▶ WORK TASK
Within the data below, count the lines that include the word "FeedbackBundle". Provide the number and nothing further.
[STORED DATA — start]
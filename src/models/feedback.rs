use serde::{Deserialize, Serialize};

pub const NO_ANSWER: &str = "No answer";
pub const NO_EVALUATION: &str = "No evaluation available";

#[derive(Debug, Clone, Copy, PartialEq, Eq, Hash, Serialize, Deserialize)]
#[serde(rename_all = "snake_case")]
pub enum Criterion {
    Coherence,
    Grammar,
    Lexical,
    TaskAchievement,
}

impl Criterion {
    pub const ALL: [Criterion; 4] = [
        Criterion::Coherence,
        Criterion::Grammar,
        Criterion::Lexical,
        Criterion::TaskAchievement,
    ];
}

#[derive(Debug, Clone, PartialEq, Serialize, Deserialize)]
pub struct CriteriaFeedback {
    pub coherence: String,
    pub grammar: String,
    pub lexical: String,
    pub task_achievement: String,
}

impl Default for CriteriaFeedback {
    fn default() -> Self {
        Self {
            coherence: NO_EVALUATION.to_string(),
            grammar: NO_EVALUATION.to_string(),
            lexical: NO_EVALUATION.to_string(),
            task_achievement: NO_EVALUATION.to_string(),
        }
    }
}

impl CriteriaFeedback {
    pub fn get(&self, criterion: Criterion) -> &str {
        match criterion {
            Criterion::Coherence => &self.coherence,
            Criterion::Grammar => &self.grammar,
            Criterion::Lexical => &self.lexical,
            Criterion::TaskAchievement => &self.task_achievement,
        }
    }

    pub fn get_mut(&mut self, criterion: Criterion) -> &mut String {
        match criterion {
            Criterion::Coherence => &mut self.coherence,
            Criterion::Grammar => &mut self.grammar,
            Criterion::Lexical => &mut self.lexical,
            Criterion::TaskAchievement => &mut self.task_achievement,
        }
    }
}

#[derive(Debug, Clone, PartialEq, Serialize, Deserialize)]
pub struct BucketNarrative {
    pub bucket: String,
    pub text: String,
}

#[derive(Debug, Clone, PartialEq, Serialize, Deserialize)]
pub struct QuoteCorrection {
    pub quote: String,
    pub correction: String,
}

#[derive(Debug, Clone, PartialEq, Serialize, Deserialize)]
pub struct GeneralFeedback {
    pub summary: String,
    pub recurring_gaps: Vec<String>,
    pub corrections: Vec<QuoteCorrection>,
    pub exercises: Vec<String>,
    pub closing_note: String,
}

/// Normalised feedback. Every text field holds a value or an explicit placeholder.
#[derive(Debug, Clone, PartialEq, Serialize, Deserialize)]
pub struct FeedbackBundle {
    pub score: f64,
    pub score_found: bool,
    pub criteria: CriteriaFeedback,
    pub overall: String,
    pub narratives: Vec<BucketNarrative>,
    pub general: Option<GeneralFeedback>,
}

impl FeedbackBundle {
    pub fn narrative(&self, bucket: &str) -> &str {
        self.narratives
            .iter()
            .find(|n| n.bucket == bucket)
            .map(|n| n.text.as_str())
            .unwrap_or(NO_EVALUATION)
    }
}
[STORED DATA — finish]
▶ RESULT FOR THIS EXERCISE
2